Abstract: PUB644
Coexistence of Triple Viral Infection as a Trigger of Severe Rhabdomyolysis-Associated AKI in an Adolescent
Session Information
Category: Trainee Case Report
- 1700 Pediatric Nephrology
Authors
- Plotskaya, Natalia, Drexel University College of Medicine, Philadelphia, Pennsylvania, United States
- Mejia, Christina Irene, Drexel University College of Medicine, Philadelphia, Pennsylvania, United States
- Boyle, Suzanne, Drexel University College of Medicine, Philadelphia, Pennsylvania, United States
- Ajelero, Olawunmi, Drexel University College of Medicine, Philadelphia, Pennsylvania, United States
- Soundararajan, Suganthi, Drexel University College of Medicine, Philadelphia, Pennsylvania, United States
Introduction
Rhabdomyolysis has many triggers, including trauma, drugs, autoimmune disorders, infection and genetic mutations. Prevalence of viral-induced rhabdomyolysis is 38% in pediatric population. Here we describe a case of acute kidney injury (AKI) from rhabdomyolysis secondary to viral infection.
Case Description
An 18-year-old African American female college student with past medical history of febrile seizures, Kawasaki disease and obesity presented with a one-week history of myalgias, productive cough, abdominal pain and dark urine. She denied sick contacts, recent travel, rash, arthralgias, trauma. Physical examination revealed tachycardia, abdominal and lower extremities tenderness, inability to ambulate.
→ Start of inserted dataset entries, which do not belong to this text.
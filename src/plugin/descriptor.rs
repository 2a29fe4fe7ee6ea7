use crate::constants::{params, plugin};
use crate::models::{ActionDescriptor, AlertEndpointDescriptor, ParamDescriptor, PluginDescriptor};

pub const TIMEOUT_PARAM: ParamDescriptor = ParamDescriptor {
    key: params::TIMEOUT,
    param_type: "number",
    default: "0",
    required: true,
    description: plugin::TIMEOUT_PARAM_DESCRIPTION,
};

const NO_ALERT_ENDPOINTS: &[AlertEndpointDescriptor] = &[];

/// Catalog entry the host renders in its flow editor
pub const INTERACTION_DESCRIPTOR: PluginDescriptor = PluginDescriptor {
    name: plugin::NAME,
    plugin_type: plugin::TYPE,
    version: plugin::VERSION,
    author: plugin::AUTHOR,
    actions: ActionDescriptor {
        name: plugin::NAME,
        description: plugin::ACTION_DESCRIPTION,
        plugin: plugin::ACTION_ID,
        icon: plugin::ACTION_ICON,
        category: plugin::ACTION_CATEGORY,
        params: &[TIMEOUT_PARAM],
    },
    endpoints: NO_ALERT_ENDPOINTS,
};

#[cfg(test)]
mod tests {
    use super::*;
    use serde_json::json;

    #[test]
    fn test_descriptor_wire_shape() {
        let value = serde_json::to_value(INTERACTION_DESCRIPTOR).unwrap();
        assert_eq!(
            value,
            json!({
                "name": "Interaction",
                "type": "action",
                "version": "1.1.1",
                "author": "JustNZ",
                "actions": {
                    "name": "Interaction",
                    "description": "Wait for user interaction to continue",
                    "plugin": "interaction",
                    "icon": "solar:hand-shake-linear",
                    "category": "Utility",
                    "params": [{
                        "key": "Timeout",
                        "type": "number",
                        "default": "0",
                        "required": true,
                        "description": "Continue to the next step after the specified time (in seconds). 0 to disable",
                    }],
                },
                "endpoints": [],
            })
        );
    }

    #[test]
    fn test_version_matches_crate() {
        assert_eq!(INTERACTION_DESCRIPTOR.version, env!("CARGO_PKG_VERSION"));
    }
}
On admission, creatinine (cr) was elevated at 1.56 mg/dl; potassium, 5 mmol/l; CK>200,000 IU/L, AST, 2033 U/L;ALT, 595 U/L. Urinalysis showed amber urine, 3+ blood, 2+ protein, 1-5 RBC and no casts. Drug screen was negative. Viral and bacterial serologies were negative with the exception of PCR-positive Parainfluenza and Epstein Barr virus (EBV), and Coxsackievirus group B antibodies (titer 1:32). Complement levels were normal, pANCA and cANCA <1:20. ANA titer was 1:160 with speckled pattern. On day 3, lower extremities MRI showed diffuse, symmetric muscle edema. Muscle biopsy demonstrated acute myonecrosis. PCR of muscle sample for EBV was negative. Stains for mitochondrial, glycogen, lipid storage myopathies were unremarkable. The patient was managed with intravenous volume resuscitation. On day 4, cr decreased to 1.25 mg/dl and CK decreased to 183,600 IU/L. On day 14, she was discharged home with normal renal function and CK of 617 IU/L.
Discussion
Coexistence of viral infections led to severe rhabdomyolysis in our patient. However, given the reported history of vasculitis, investigation of potential autoimmune etiology was pursued, and subsequently excluded. As a result, steroid therapy was withheld and resolution occurred with intravenous volume resuscitation alone. Clinicians should have a high index of suspicion for rhabdomyolysis in patients who present with muscle pain and weakness and elevated creatine. Further, timely investigation of the etiology of rhabdomyolysis, including viral, autoimmune, and genetic disorders, has implications for management and prognosis of AKI.